It’s been a long time since I’ve experienced death. You forget the heartache involved until it happens again.
For my kids, this is their first real taste of it. They were so young when my other dogs passed.
While I am still surrounded by three cats and two dogs, there is something missing. It’s as if the family is not complete with my other cat gone.
I am finding it really hard to do anything right now…
I know time will heal, as it did the past.
Yet, I find that uncomforting at the moment.
Time heals because you move on and forget. I don’t want to forget…
Life sucks right now. I find no comfort in the Bible, God, or even my other animals.
So I find myself sitting, waiting, hoping, and praying
For time to heal.
And this sucks.
Today, my cat died in my daughter’s arms. She had renal disease, as I posted HERE
My house is too quiet. My heart is too wounded. You love so much, and it hurts so much. Yet life goes on when you don’t want it to.

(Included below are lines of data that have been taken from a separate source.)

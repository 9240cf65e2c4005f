pub mod cleaner;
pub mod model;
pub mod profile;
pub mod reject;
pub mod sections;

#[cfg(test)]
mod tests;

pub use model::RawMisconception;
pub use profile::{Language, LanguageProfile};

use scraper::Html;
use tracing::{info, instrument, warn};

use crate::extractor::sections::{SectionList, content_container, list_items, search_area};

/// Yield the records of a parsed page in document order.
///
/// The qualifying lists are located up front; items are cleaned and
/// filtered lazily as the iterator is driven. Yields nothing (after a
/// warning) when no known content container exists, which is
/// indistinguishable from a page with no qualifying lists.
pub fn extract_records<'a>(
    document: &'a Html,
    page_url: &'a str,
    profile: &'a LanguageProfile,
) -> impl Iterator<Item = RawMisconception> + 'a {
    let lists = match content_container(document) {
        Some(container) => {
            sections::section_lists(document, search_area(container, profile), profile)
        }
        None => {
            warn!("Could not find content div for {}", page_url);
            Vec::new()
        }
    };

    lists
        .into_iter()
        .flat_map(move |SectionList { list, category }| {
            let source_url = model::source_url(page_url, &category);
            list_items(list, profile)
                .filter(move |text| !reject::should_reject(text, profile))
                .map(move |text| RawMisconception {
                    text,
                    category: category.clone(),
                    source_url: source_url.clone(),
                })
        })
}

/// Parse `html` and collect its records.
#[instrument(skip(html, profile), fields(lang = %profile.language))]
pub fn extract_page(
    html: &str,
    page_url: &str,
    base_category: &str,
    profile: &LanguageProfile,
) -> Vec<RawMisconception> {
    let document = Html::parse_document(html);
    let records: Vec<_> = extract_records(&document, page_url, profile).collect();
    info!("Extracted {} records", records.len());
    records
}
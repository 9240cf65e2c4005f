//! Cross-language matching of English and Spanish misconceptions.
//!
//! Matching is a two-pass greedy assignment over record indices:
//!
//! 1. **Keyword pass.** Each English record with at least one dictionary
//!    keyword takes the unused Spanish record (also with keywords, sharing at
//!    least one) with the best blend of keyword overlap and text similarity,
//!    if that blend exceeds [`KEYWORD_THRESHOLD`].
//! 2. **Similarity pass.** Every English record still unmatched takes the
//!    unused Spanish record with the best text similarity, if it exceeds
//!    [`SIMILARITY_THRESHOLD`].
//!
//! English records are visited in index order and a Spanish record, once
//! taken, is never reconsidered. Ties go to the earliest Spanish record.
//! The result is not a globally optimal assignment.

pub mod assign;
pub mod keywords;
pub mod similarity;

pub use assign::{MatchExample, MatchSummary, assign_ids, unify};
pub use keywords::{KEYWORD_DICTIONARY, KeywordSet, extract_keywords};
pub use similarity::{SequenceMatcher, text_similarity};

use std::collections::{HashMap, HashSet};

use tracing::debug;

use crate::matcher::similarity::{normalize_for_matching, normalized_similarity};

/// Minimum combined score for a keyword-anchored match (exclusive).
pub const KEYWORD_THRESHOLD: f64 = 0.4;

/// Minimum text similarity for a fallback match (exclusive).
pub const SIMILARITY_THRESHOLD: f64 = 0.6;

/// Weight of keyword overlap in the keyword pass; text similarity gets the rest.
pub const KEYWORD_WEIGHT: f64 = 0.5;

#[derive(Debug, Clone, Copy, PartialEq, Eq)]
pub enum MatchPass {
    Keyword,
    Similarity,
}

#[derive(Debug, Clone, Copy, PartialEq)]
pub struct MatchPair {
    pub english: usize,
    pub spanish: usize,
    pub score: f64,
    pub pass: MatchPass,
}

/// Partial injective mapping from English to Spanish indices, in the order
/// matches were committed.
#[derive(Debug, Clone, Default)]
pub struct MatchMap {
    pairs: Vec<MatchPair>,
    by_english: HashMap<usize, usize>,
}

impl MatchMap {
    fn commit(&mut self, pair: MatchPair, used: &mut HashSet<usize>) {
        debug!(
            english = pair.english,
            spanish = pair.spanish,
            score = pair.score,
            pass = ?pair.pass,
            "Committed match"
        );
        used.insert(pair.spanish);
        self.by_english.insert(pair.english, pair.spanish);
        self.pairs.push(pair);
    }

    /// Spanish index matched to an English index.
    pub fn get(&self, english: usize) -> Option<usize> {
        self.by_english.get(&english).copied()
    }

    pub fn contains_english(&self, english: usize) -> bool {
        self.by_english.contains_key(&english)
    }

    /// Spanish index to English index.
    pub fn inverse(&self) -> HashMap<usize, usize> {
        self.pairs.iter().map(|p| (p.spanish, p.english)).collect()
    }

    pub fn pairs(&self) -> &[MatchPair] {
        &self.pairs
    }

    pub fn len(&self) -> usize {
        self.pairs.len()
    }

    pub fn is_empty(&self) -> bool {
        self.pairs.is_empty()
    }
}

/// A record's text prepared once for all comparisons.
struct Candidate {
    text: Vec<char>,
    keywords: KeywordSet,
}

impl Candidate {
    fn new(text: &str) -> Self {
        Self {
            text: normalize_for_matching(text),
            keywords: extract_keywords(text),
        }
    }
}

fn keyword_score(english: &KeywordSet, spanish: &KeywordSet) -> Option<f64> {
    let common = english.intersection(spanish).count();
    if common == 0 {
        return None;
    }
    Some(common as f64 / english.len().max(spanish.len()) as f64)
}

fn keyword_pass(
    english: &[Candidate],
    spanish: &[Candidate],
    used: &mut HashSet<usize>,
    matches: &mut MatchMap,
) {
    for (en_idx, en) in english.iter().enumerate() {
        if en.keywords.is_empty() {
            continue;
        }

        let mut best: Option<(usize, f64)> = None;
        for (es_idx, es) in spanish.iter().enumerate() {
            if used.contains(&es_idx) || es.keywords.is_empty() {
                continue;
            }
            let Some(overlap) = keyword_score(&en.keywords, &es.keywords) else {
                continue;
            };

            let score = KEYWORD_WEIGHT * overlap
                + (1.0 - KEYWORD_WEIGHT) * normalized_similarity(&en.text, &es.text);
            if score > best.map_or(0.0, |(_, s)| s) {
                best = Some((es_idx, score));
            }
        }

        if let Some((es_idx, score)) = best
            && score > KEYWORD_THRESHOLD
        {
            matches.commit(
                MatchPair {
                    english: en_idx,
                    spanish: es_idx,
                    score,
                    pass: MatchPass::Keyword,
                },
                used,
            );
        }
    }
}

fn similarity_pass(
    english: &[Candidate],
    spanish: &[Candidate],
    used: &mut HashSet<usize>,
    matches: &mut MatchMap,
) {
    for (en_idx, en) in english.iter().enumerate() {
        if matches.contains_english(en_idx) {
            continue;
        }

        let mut best: Option<(usize, f64)> = None;
        for (es_idx, es) in spanish.iter().enumerate() {
            if used.contains(&es_idx) {
                continue;
            }
            let score = normalized_similarity(&en.text, &es.text);
            if score > best.map_or(0.0, |(_, s)| s) {
                best = Some((es_idx, score));
            }
        }

        if let Some((es_idx, score)) = best
            && score > SIMILARITY_THRESHOLD
        {
            matches.commit(
                MatchPair {
                    english: en_idx,
                    spanish: es_idx,
                    score,
                    pass: MatchPass::Similarity,
                },
                used,
            );
        }
    }
}

/// Match English texts to Spanish texts by index.
pub fn find_matches<E, S>(english: &[E], spanish: &[S]) -> MatchMap
where
    E: AsRef<str>,
    S: AsRef<str>,
{
    let english: Vec<Candidate> = english.iter().map(|t| Candidate::new(t.as_ref())).collect();
    let spanish: Vec<Candidate> = spanish.iter().map(|t| Candidate::new(t.as_ref())).collect();

    let mut used = HashSet::new();
    let mut matches = MatchMap::default();

    keyword_pass(&english, &spanish, &mut used, &mut matches);
    let keyword_matches = matches.len();
    similarity_pass(&english, &spanish, &mut used, &mut matches);

    debug!(
        keyword_matches,
        similarity_matches = matches.len() - keyword_matches,
        "Matching finished"
    );
    matches
}
/// A scraped entry before it has been given an ID.
#[derive(Debug, Clone, PartialEq, Eq)]
pub struct RawMisconception {
    pub text: String,
    pub category: String,
    pub source_url: String,
}

/// Fragment for a section: the heading text with spaces as underscores.
///
/// This mirrors how MediaWiki builds heading ids closely enough for
/// ASCII headings; it is not guaranteed to resolve for every heading.
pub fn section_anchor(category: &str) -> String {
    category.replace(' ', "_")
}

pub fn source_url(page_url: &str, category: &str) -> String {
    format!("{}#{}", page_url, section_anchor(category))
}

In sum, life sucks at these moments.
WHAT I MISS ABOUT MY KITTY
- I miss her meowing for milk every time I opened the fridge door.
- I miss her meowing for food.
- I miss her laying on plastic bags, cardboard boxes, clothes, and whatever else was on the floor.
- I miss her purring on my lap.
- I miss petting her.
- I miss having to worry about putting food up because she would jump up and eat it.
- I miss her curiosity.
- I miss her darting out an open door every time one opened.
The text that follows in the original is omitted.